The Guardians Benjamin Lee disliked Asha's lack of character development, describing her as a "barely etched character defined by little more than an ability to belt out a tune". Kate Stables of GamesRadar+ thought that Asha was let down by the script, which she said was more concerned with Disney homages than creating emotional depth. She also described DeBose's rendition of "This Wish" as a "verbose pop ballad" lacking in emotion. Brian Tallerico writing for RogerEbert.com expressed confusion over her empowerment song in the woods, saying that it is unclear whether Asha becomes a star or is given a gift by the star. Mireia Mullor of Digital Spy thought that Asha should have been more rounded and said that more time should have been spent on her character instead of Magnifico. Devan Coggan of Entertainment Weekly reacted negatively to Asha's characterisation, describing her as a "composite of the last 100 years" with no defining character traits when compared to earlier Disney heroines. Petrana Radulovic of Polygon wrote that, like the other characters, Asha is designed to be a reference to earlier Disney characters, but has no memorable character traits of her own. TheWraps Kristen Lopez found Asha's characterisation to be shallow, noting that there is nothing much in her character other than "her courage and losing her dad". She opined that the film focuses more on the city of Rosas than the protagonist herself. Jenny Nulf writing for The Austin Chronicle echoed this by saying that the audience never learns much about her other than discovering that she cares about others and has a dead parent.
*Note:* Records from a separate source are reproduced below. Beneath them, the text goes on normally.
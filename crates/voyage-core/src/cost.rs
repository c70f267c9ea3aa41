//! Routing mode and the per-edge cost model.

use serde::{Deserialize, Serialize};

use crate::geo::{haversine, turn_penalty, Point};
use crate::grid::Cell;

/// Routing mode: governs cost weights, speed, corridor width, and
/// waypoint perturbation. Three canonical modes, one extended profile
/// (`ulcv`, for ultra-large container vessels with draft and channel-width
/// constraints), plus accepted aliases.
#[derive(Debug, Clone, Copy, PartialEq, Eq, Serialize, Deserialize)]
#[serde(rename_all = "snake_case")]
pub enum Mode {
    Fuel,
    Optimal,
    Safe,
    Ulcv,
}

impl Mode {
    /// Parses a mode string, accepting the documented aliases
    /// (`fuel_efficient`, `normal`) in addition to the canonical names.
    pub fn parse(s: &str) -> Option<Mode> {
        match s.to_ascii_lowercase().as_str() {
            "fuel" | "fuel_efficient" => Some(Mode::Fuel),
            "optimal" | "normal" => Some(Mode::Optimal),
            "safe" => Some(Mode::Safe),
            "ulcv" => Some(Mode::Ulcv),
            _ => None,
        }
    }

    pub fn weights(self) -> ModeWeights {
        match self {
            Mode::Fuel => ModeWeights {
                w_distance: 10.0,
                w_safety: 0.1,
                w_weather: 0.1,
                w_coastal: 0.0,
                turn_multiplier: 3.0,
                open_water_factor: 1.00,
            },
            Mode::Optimal => ModeWeights {
                w_distance: 5.0,
                w_safety: 3.0,
                w_weather: 2.0,
                w_coastal: 1.0,
                turn_multiplier: 1.0,
                open_water_factor: 0.80,
            },
            Mode::Safe => ModeWeights {
                w_distance: 1.0,
                w_safety: 15.0,
                w_weather: 10.0,
                w_coastal: 5.0,
                turn_multiplier: 1.0,
                open_water_factor: 0.60,
            },
            // Draft and beam constraints dominate for an ultra-large
            // vessel, so coastal/safety weigh even more than `safe` mode;
            // the draft/channel-width term itself is applied separately
            // (see `draft_channel_penalty`), scaled by `UlcvConfig`.
            Mode::Ulcv => ModeWeights {
                w_distance: 1.0,
                w_safety: 15.0,
                w_weather: 10.0,
                w_coastal: 8.0,
                turn_multiplier: 1.5,
                open_water_factor: 0.55,
            },
        }
    }

    /// Corridor half-width used by the corridor loader, in degrees.
    pub fn corridor_width_deg(self) -> f64 {
        match self {
            Mode::Fuel => 1.5,
            Mode::Optimal => 2.0,
            Mode::Safe => 3.0,
            Mode::Ulcv => 3.5,
        }
    }

    /// Service speed limit for this mode, in knots.
    pub fn speed_knots(self) -> f64 {
        match self {
            Mode::Fuel => 15.0,
            Mode::Optimal => 20.0,
            Mode::Safe => 18.0,
            Mode::Ulcv => 14.0,
        }
    }

    /// Engine load factor used by the fuel engine.
    pub fn load_factor(self) -> f64 {
        match self {
            Mode::Fuel => 0.75,
            Mode::Optimal => 0.82,
            Mode::Safe => 0.85,
            Mode::Ulcv => 0.88,
        }
    }
}

/// Draft and channel-width penalty factors for the `ulcv` extended
/// profile, overridable via `DRAFT_PENALTY_FACTOR` and
/// `CHANNEL_WIDTH_PENALTY_FACTOR`.
#[derive(Debug, Clone, Copy, PartialEq)]
pub struct UlcvConfig {
    pub draft_penalty_factor: f64,
    pub channel_width_penalty_factor: f64,
}

impl Default for UlcvConfig {
    fn default() -> Self {
        Self {
            draft_penalty_factor: 2.0,
            channel_width_penalty_factor: 1.5,
        }
    }
}

impl UlcvConfig {
    pub fn from_env() -> Self {
        let default = Self::default();
        Self {
            draft_penalty_factor: std::env::var("DRAFT_PENALTY_FACTOR")
                .ok()
                .and_then(|v| v.parse().ok())
                .unwrap_or(default.draft_penalty_factor),
            channel_width_penalty_factor: std::env::var("CHANNEL_WIDTH_PENALTY_FACTOR")
                .ok()
                .and_then(|v| v.parse().ok())
                .unwrap_or(default.channel_width_penalty_factor),
        }
    }
}

/// Additional draft/channel-width penalty applied to cells within 7 cells
/// of land, for the `ulcv` extended profile only. Ramps linearly from the
/// combined factor at the coast to zero at 7 cells out.
pub fn draft_channel_penalty(distance_to_land_cells: u32, config: UlcvConfig) -> f64 {
    if distance_to_land_cells > 7 {
        return 0.0;
    }
    let proximity = (8 - distance_to_land_cells.min(8)) as f64;
    proximity * (config.draft_penalty_factor + config.channel_width_penalty_factor)
}

/// Fixed weight vector for a mode's edge cost function.
#[derive(Debug, Clone, Copy, PartialEq)]
pub struct ModeWeights {
    pub w_distance: f64,
    pub w_safety: f64,
    pub w_weather: f64,
    pub w_coastal: f64,
    pub turn_multiplier: f64,
    pub open_water_factor: f64,
}

/// Coastal penalty ramp keyed by distance-to-land in cells. Cells at
/// distance <= 2 are impassable and filtered before reaching the cost
/// model; this ramp covers the remainder.
pub fn coastal_penalty(distance_to_land_cells: u32, near_port: bool) -> f64 {
    let base = match distance_to_land_cells {
        0..=2 => 100.0,
        3 => 40.0,
        4 => 20.0,
        5 => 10.0,
        6 => 4.0,
        7 => 1.0,
        _ => 0.0,
    };
    if near_port {
        base / 2.0
    } else {
        base
    }
}

/// Per-cell safety score in `[0, 1]`, combining wind/wave severity with
/// multiplicative degradation for poor visibility and extreme conditions.
pub fn safety_score(cell: &Cell) -> f64 {
    let Some(w) = &cell.weather else {
        return 1.0;
    };
    let mut score = 1.0 / (1.0 + (w.wind_speed + w.wave_height) / 20.0);
    if w.visibility < 1.0 {
        score *= 0.5;
    } else if w.visibility < 5.0 {
        score *= 0.8;
    }
    if w.wind_speed > 25.0 || w.wave_height > 6.0 {
        score *= 0.3;
    }
    score.clamp(0.0, 1.0)
}

/// Per-cell fuel-efficiency score in `[0, 1]`: analogous to the safety
/// score but penalises adverse wind/wave without the visibility term,
/// since visibility does not affect main-engine fuel burn.
pub fn fuel_efficiency_score(cell: &Cell) -> f64 {
    let Some(w) = &cell.weather else {
        return 1.0;
    };
    let mut score = 1.0 / (1.0 + (w.wind_speed + w.wave_height) / 25.0);
    if w.wind_speed > 25.0 || w.wave_height > 6.0 {
        score *= 0.5;
    }
    score.clamp(0.0, 1.0)
}

/// Edge cost from `u` to neighbour `v`, given the previous cell (for the
/// turn penalty), the routing mode, its weight vector, and `v`'s
/// coastal/safety context. The draft/channel-width term only applies
/// under [`Mode::Ulcv`]; every other mode adds zero.
#[allow(clippy::too_many_arguments)]
pub fn edge_cost(
    prev: Option<Point>,
    u: Point,
    v: &Cell,
    mode: Mode,
    weights: ModeWeights,
    distance_to_land_cells: u32,
    near_port: bool,
) -> f64 {
    let v_point = Point::new(v.lat, v.lon);
    let dist = haversine(u.lat, u.lon, v.lat, v.lon);
    let safety = safety_score(v);
    let fuel_eff = fuel_efficiency_score(v);
    let coastal = coastal_penalty(distance_to_land_cells, near_port);
    let turn = turn_penalty(prev, u, v_point) * weights.turn_multiplier;
    let open_water_bonus = if distance_to_land_cells > 7 {
        dist * (1.0 - weights.open_water_factor)
    } else {
        0.0
    };
    let draft_channel = if mode == Mode::Ulcv {
        draft_channel_penalty(distance_to_land_cells, UlcvConfig::from_env())
    } else {
        0.0
    };

    dist * weights.w_distance
        + (1.0 - safety) * weights.w_safety * 100.0
        + (1.0 - fuel_eff) * weights.w_weather * 50.0
        + coastal * weights.w_coastal
        + turn
        + draft_channel
        - open_water_bonus
}

/// Heuristic estimate from `v` to the goal, scaled for long oceanic
/// crossings to keep the search tractable (it gives up strict
/// admissibility past ~1500 km, trading it for bounded node counts).
pub fn heuristic(v: Point, goal: Point, weights: ModeWeights) -> f64 {
    let dist = haversine(v.lat, v.lon, goal.lat, goal.lon);
    let factor = match dist {
        d if d > 3000.0 => 3.0,
        d if d > 1500.0 => 2.0,
        _ => 1.0,
    };
    dist * weights.w_distance / factor
}

#[cfg(test)]
mod tests {
    use super::*;
    use crate::grid::Weather;

    fn calm_cell() -> Cell {
        Cell::water(10.0, 80.0)
    }

    fn stormy_cell() -> Cell {
        let mut c = Cell::water(10.0, 80.0);
        c.weather = Some(Weather {
            temperature: 25.0,
            wind_speed: 30.0,
            wind_direction: 0.0,
            wind_gusts: 35.0,
            wave_height: 7.0,
            wave_direction: 0.0,
            wave_period: 8.0,
            visibility: 0.5,
            cloud_cover: 1.0,
            precipitation: 10.0,
            timestamp: 0,
        });
        c
    }

    #[test]
    fn mode_parse_accepts_aliases() {
        assert_eq!(Mode::parse("fuel_efficient"), Some(Mode::Fuel));
        assert_eq!(Mode::parse("normal"), Some(Mode::Optimal));
        assert_eq!(Mode::parse("SAFE"), Some(Mode::Safe));
        assert_eq!(Mode::parse("bogus"), None);
    }

    #[test]
    fn safety_score_degrades_with_weather() {
        let calm = safety_score(&calm_cell());
        let stormy = safety_score(&stormy_cell());
        assert!(stormy < calm);
        assert!((0.0..=1.0).contains(&stormy));
    }

    #[test]
    fn coastal_penalty_ramps_to_zero() {
        assert!(coastal_penalty(3, false) > coastal_penalty(7, false));
        assert_eq!(coastal_penalty(8, false), 0.0);
    }

    #[test]
    fn coastal_penalty_halved_near_port() {
        assert_eq!(coastal_penalty(3, true), coastal_penalty(3, false) / 2.0);
    }

    #[test]
    fn edge_cost_higher_for_safe_mode_in_bad_weather() {
        let weights_fuel = Mode::Fuel.weights();
        let weights_safe = Mode::Safe.weights();
        let u = Point::new(10.0, 80.0);
        let v = stormy_cell();
        let cost_fuel = edge_cost(None, u, &v, Mode::Fuel, weights_fuel, 10, false);
        let cost_safe = edge_cost(None, u, &v, Mode::Safe, weights_safe, 10, false);
        assert!(cost_safe > cost_fuel);
    }

    #[test]
    fn ulcv_mode_adds_draft_channel_penalty_near_coast() {
        let weights = Mode::Ulcv.weights();
        let u = Point::new(10.0, 80.0);
        let v = calm_cell();
        let near_coast = edge_cost(None, u, &v, Mode::Ulcv, weights, 3, false);
        let open_water = edge_cost(None, u, &v, Mode::Ulcv, weights, 8, false);
        assert!(near_coast > open_water);

        let safe_weights = Mode::Safe.weights();
        let safe_cost = edge_cost(None, u, &v, Mode::Safe, safe_weights, 3, false);
        assert!(near_coast > safe_cost);
    }

    #[test]
    fn draft_channel_penalty_ramps_to_zero_past_seven_cells() {
        let config = UlcvConfig::default();
        assert!(draft_channel_penalty(0, config) > draft_channel_penalty(6, config));
        assert_eq!(draft_channel_penalty(8, config), 0.0);
    }

    #[test]
    fn mode_parse_accepts_ulcv() {
        assert_eq!(Mode::parse("ulcv"), Some(Mode::Ulcv));
        assert_eq!(Mode::parse("ULCV"), Some(Mode::Ulcv));
    }

    #[test]
    fn heuristic_scales_down_for_long_crossings() {
        let weights = Mode::Optimal.weights();
        let v = Point::new(0.0, 0.0);
        let near = Point::new(1.0, 1.0);
        let far = Point::new(40.0, 40.0);
        let h_near = heuristic(v, near, weights);
        let h_far = heuristic(v, far, weights);
        // far heuristic divides by a larger factor, so it underestimates
        // proportionally more than the near one.
        assert!(h_far / haversine(v.lat, v.lon, far.lat, far.lon) < h_near / haversine(v.lat, v.lon, near.lat, near.lon));
    }
}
Despite the mixed reception to the character, DeBose received a positive response for her voice work. Deadlines Damon Wise described DeBose's Asha as "the star of the show" and her performance as "effortlessly charming". Robbie Collin of The Telegraph praised Asha's humanity and placed much of her success as a "likeable heroine" on DeBose's vocal performance. Ross Bonaime of Collider responded positively to DeBose's vocals, stating that she brings life to Asha in contrast to the "poor script and forgettable music". Carlos Aguilar writing for IGN felt that DeBose's rendition of "This Wish" is the film's highlight, noting the power of her voice within its "heartfelt chorus". Brian Truitt of USA Today enjoyed the quality of DeBose's singing, citing her "powerhouse vocals" as the best part of the film. Laura Martin of TechRadar also admired the power and emotion in DeBose's singing. Francesca Steele of Inews called DeBose an "exceptional singer" but felt that she was let down by the story and music.

=== Accolades ===
For her voice performance, DeBose was nominated for several awards, including Best Animated Female at the 2023 Alliance of Women Film Journalists EDA Awards, Best Voice-Over Performance at the Astra Film Awards, and Outstanding Voice Performance at the Black Reel Awards.